Ghana mandates that foreigners withdraw from the gold market by April 30
Ghana, a West African nation seeking to streamline gold purchases from small-scale miners, boost profits, and curb smuggling, announced Monday that foreigners have been instructed to leave its gold trading sector by the end of the month.
The top gold producer in Africa is moving away from a system that allows small-scale or artisanal gold mining to be purchased and exported by domestic and international businesses with export permits.
Older permits are no longer valid under the new system, which will only permit the newly established GoldBod to purchase, sell, test, and export artisanal gold, according to a statement released on Monday.
While they can apply “to buy or take-off gold directly from the GoldBod,” foreigners are required to vacate the local gold trading market by April 30, according to the statement.

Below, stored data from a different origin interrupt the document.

use hover::control::closed_loop_eigenvalues;
use hover::server::{run_request, SimulationRequest};
use hover::{design_lqr, LinearModel, LogObserver, LqrWeights, PhysicalParams};

fn main() -> Result<(), Box<dyn std::error::Error>> {
    env_logger::init();

    let observer = LogObserver;
    let params = PhysicalParams::default();
    let model = LinearModel::from_params(&params);
    let design = design_lqr(&model, &LqrWeights::default(), &observer)?;

    let worst = closed_loop_eigenvalues(&model, &design.k)
        .iter()
        .map(|eig| eig.re)
        .fold(f64::NEG_INFINITY, f64::max);
    println!(
        "LQR design: K is {}x{}, slowest closed-loop mode Re = {:.4}",
        design.k.nrows(),
        design.k.ncols(),
        worst
    );

    // Hover recovery from a 1 m offset in x, the canonical scenario
    let mut request = SimulationRequest::default();
    let mut initial_state = vec![0.0; 12];
    initial_state[0] = 1.0;
    request.initial_state = Some(initial_state);

    let result = run_request(&request, &observer)?;
    let metrics = &result.metrics;
    println!(
        "Simulated {} steps over {:.1} s",
        result.time.len(),
        result.time.last().copied().unwrap_or(0.0)
    );
    match metrics.settling_time {
        Some(t) => println!("Settling time: {:.2} s", t),
        None => println!("Did not settle within the horizon"),
    }
    println!(
        "Max position error: {:.4} m, RMSE: {:.4} m, control energy: {:.2}",
        metrics.max_position_error, metrics.rmse_position, metrics.control_energy
    );

    Ok(())
}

GoldBod’s establishment, according to Finance Minister Cassiel Ato Forson in January, would enable Ghana to profit more from gold sales while preserving the stability of the country’s currency.
Almost $5 billion of Ghana’s $11.64 billion in 2024 gold exports came from legitimate small-scale miners, representing a 53.2% increase.
For the first time, gold prices jumped on Friday above $3,200 an ounce.
Gold is typically thought of as a hedge against economic and geopolitical uncertainty, but the trade war between the United States and China has shook international markets and pushed investors into the metal.